[Saved entries]
++++++++++

//! The ordinal date calendar: a year and a one-based day of that year.

use crate::{iso::IsoDate, utils, TemporalError, TemporalResult};

use super::{gregorian::validate_year, CalendarSystem, FieldValues};

#[derive(Debug, Default, Clone, Copy, PartialEq, Eq)]
pub struct Ordinal;

/// A date in the ordinal calendar.
#[non_exhaustive]
#[derive(Debug, Clone, Copy, PartialEq, Eq, Hash)]
pub struct OrdinalDate {
    pub year: i32,
    /// 1 through 365 or 366.
    pub ordinal: u16,
}

impl OrdinalDate {
    pub(crate) const fn new_unchecked(year: i32, ordinal: u16) -> Self {
        Self { year, ordinal }
    }
}

impl CalendarSystem for Ordinal {
    type Fields = OrdinalDate;

    const FIELD_NAMES: &'static [&'static str] = &["year", "ordinal"];

    const DEFAULT_VALUES: FieldValues = [1970, 1, 0];

    fn validate(values: &FieldValues) -> TemporalResult<OrdinalDate> {
        let [year, ordinal, _] = *values;
        let year = validate_year(year)?;
        if !utils::is_integer_between(ordinal.into(), 1, utils::days_in_year(year).into()) {
            return Err(TemporalError::field_out_of_range("ordinal", ordinal.into()));
        }
        Ok(OrdinalDate::new_unchecked(year, ordinal as u16))
    }

    fn values(fields: &OrdinalDate) -> FieldValues {
        [fields.year, fields.ordinal.into(), 0]
    }

    fn from_gregorian(date: IsoDate) -> OrdinalDate {
        OrdinalDate::new_unchecked(date.year, date.day_of_year())
    }

    fn to_gregorian(fields: &OrdinalDate) -> IsoDate {
        let (month, day) = utils::month_day_from_day_of_year(fields.year, fields.ordinal);
        IsoDate::new_unchecked(fields.year, month, day)
    }
}

#[cfg(test)]
mod tests {
    use super::*;

    #[test]
    fn leap_years() {
        let march_1 = |year| Ordinal::from_gregorian(IsoDate::new_unchecked(year, 3, 1));
        assert_eq!(march_1(2016).ordinal, 61);
        assert_eq!(march_1(2015).ordinal, 60);
        assert_eq!(
            Ordinal::to_gregorian(&OrdinalDate::new_unchecked(2016, 366)),
            IsoDate::new_unchecked(2016, 12, 31)
        );
    }

    #[test]
    fn validates_ordinal() {
        assert!(Ordinal::validate(&[2016, 366, 0]).is_ok());
        let err = Ordinal::validate(&[2015, 366, 0]).unwrap_err();
        assert_eq!(err.field(), Some(("ordinal", 366)));
        assert!(Ordinal::validate(&[2015, 0, 0]).is_err());
    }
}
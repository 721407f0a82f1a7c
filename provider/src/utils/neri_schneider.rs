//! Gregorian date equations.
//!
//! Conversions between epoch days and proleptic Gregorian year, month and
//! day values based on Cassio Neri and Lorenz Schneider's paper,
//! [Euclidean affine functions and their application to calendar
//! algorithms][eaf-calendar-algorithms].
//!
//! ## Computational calendar
//!
//! The equations work on a "computational" calendar whose years start on
//! March 1st, so that the leap day is always the last day of the year.
//! Values are shifted into the unsigned domain before evaluation.
//!
//! The supported instant range is ±8.64e15 milliseconds, i.e. epoch days
//! within ±100_000_001 (April 19, -271_821 through September 14, 275_760).
//! The inverse equations use a 400 year cycle shift of 3670, which places the
//! Unix epoch roughly in the middle of the `u32` window. The forward
//! equations are evaluated in `i64` with a much larger shift, so any `i32`
//! year is accepted.
//!
//! [eaf-calendar-algorithms]: https://onlinelibrary.wiley.com/doi/full/10.1002/spe.3172

pub const EPOCH_COMPUTATIONAL_RATA_DIE: i32 = 719_468;
pub const DAYS_IN_A_400Y_CYCLE: u32 = 146_097;

const TWO_POWER_THIRTY_NINE: u64 = 549_755_813_888; // 2^39
const TWO_POWER_SIXTEEN: u32 = 65_536; // 2^16

const SHIFT_CONSTANT: i32 = 3670;
const SHIFT_CONSTANT_EXTENDED: i64 = 5_368_710;

/// The largest magnitude of epoch days accepted by [`ymd_from_epoch_days`].
pub const MAX_EPOCH_DAYS: i32 = 100_000_001;

/// Returns the epoch days for a proleptic Gregorian date.
///
/// `month` must be in `1..=12`. `day` is not range checked and days past the
/// end of the month count forward into the following months.
pub const fn epoch_days_from_gregorian_date(year: i32, month: u8, day: u8) -> i64 {
    let shift =
        SHIFT_CONSTANT_EXTENDED * DAYS_IN_A_400Y_CYCLE as i64 + EPOCH_COMPUTATIONAL_RATA_DIE as i64;
    // January and February belong to the previous computational year.
    let j = (month <= 2) as i64;
    let comp_year = (year as i64 + 400 * SHIFT_CONSTANT_EXTENDED - j) as u64;
    let comp_month = month as i64 + 12 * j;
    let comp_day = day as i64 - 1;
    let century = comp_year / 100;
    let y_star = 1461 * comp_year / 4 - century + century / 4;
    let m_star = (979 * comp_month - 2919) / 32;
    (y_star as i64 + m_star + comp_day) - shift
}

/// Returns the `(year, month, day)` for the provided epoch days.
///
/// `epoch_days` must be within [`MAX_EPOCH_DAYS`] of the epoch.
pub const fn ymd_from_epoch_days(epoch_days: i32) -> (i32, u8, u8) {
    let rata_die =
        (epoch_days + EPOCH_COMPUTATIONAL_RATA_DIE + DAYS_IN_A_400Y_CYCLE as i32 * SHIFT_CONSTANT)
            as u32;

    let n_one = 4 * rata_die + 3;
    let century = n_one / DAYS_IN_A_400Y_CYCLE;
    let n_two = (n_one % DAYS_IN_A_400Y_CYCLE) | 3;
    let year_of_century = (376_287_347 * n_two as u64) / TWO_POWER_THIRTY_NINE;
    let day_of_year = (n_two - 1461 * year_of_century as u32) / 4;

    let n_three = 2141 * day_of_year + 197_913;
    let comp_month = n_three / TWO_POWER_SIXTEEN;
    let comp_day = (n_three % TWO_POWER_SIXTEEN) / 2141;

    // Days at or past 306 fall into January or February of the next year.
    let j = (day_of_year >= 306) as u32;
    let year = (100 * century + year_of_century as u32 + j) as i32 - 400 * SHIFT_CONSTANT;
    let month = (comp_month - 12 * j) as u8;
    (year, month, comp_day as u8 + 1)
}

#[cfg(test)]
mod tests {
    use super::*;

    #[test]
    fn epoch_is_day_zero() {
        assert_eq!(epoch_days_from_gregorian_date(1970, 1, 1), 0);
        assert_eq!(ymd_from_epoch_days(0), (1970, 1, 1));
    }

    #[test]
    fn range_limits() {
        assert_eq!(ymd_from_epoch_days(-MAX_EPOCH_DAYS), (-271_821, 4, 19));
        assert_eq!(ymd_from_epoch_days(MAX_EPOCH_DAYS), (275_760, 9, 14));
        assert_eq!(
            epoch_days_from_gregorian_date(-271_821, 4, 19),
            -i64::from(MAX_EPOCH_DAYS)
        );
        assert_eq!(
            epoch_days_from_gregorian_date(275_760, 9, 14),
            i64::from(MAX_EPOCH_DAYS)
        );
    }

    #[test]
    fn leap_days() {
        let feb_29 = epoch_days_from_gregorian_date(2016, 2, 29);
        assert_eq!(feb_29, 16_860);
        assert_eq!(ymd_from_epoch_days(feb_29 as i32), (2016, 2, 29));
        assert_eq!(ymd_from_epoch_days(feb_29 as i32 + 1), (2016, 3, 1));
        assert_eq!(ymd_from_epoch_days(-1), (1969, 12, 31));
    }

    #[test]
    fn conversions_agree() {
        let mut days = -800_000;
        while days < 800_000 {
            let (y, m, d) = ymd_from_epoch_days(days);
            assert_eq!(epoch_days_from_gregorian_date(y, m, d), i64::from(days));
            days += 37;
        }
    }
}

++++++++++

WHAT IS EXPECTED: Your reply should hold every line from the data that contains "proleptic", copied in full.

ANSWER:
//! Conversions between epoch days and proleptic Gregorian year, month and
/// Returns the epoch days for a proleptic Gregorian date.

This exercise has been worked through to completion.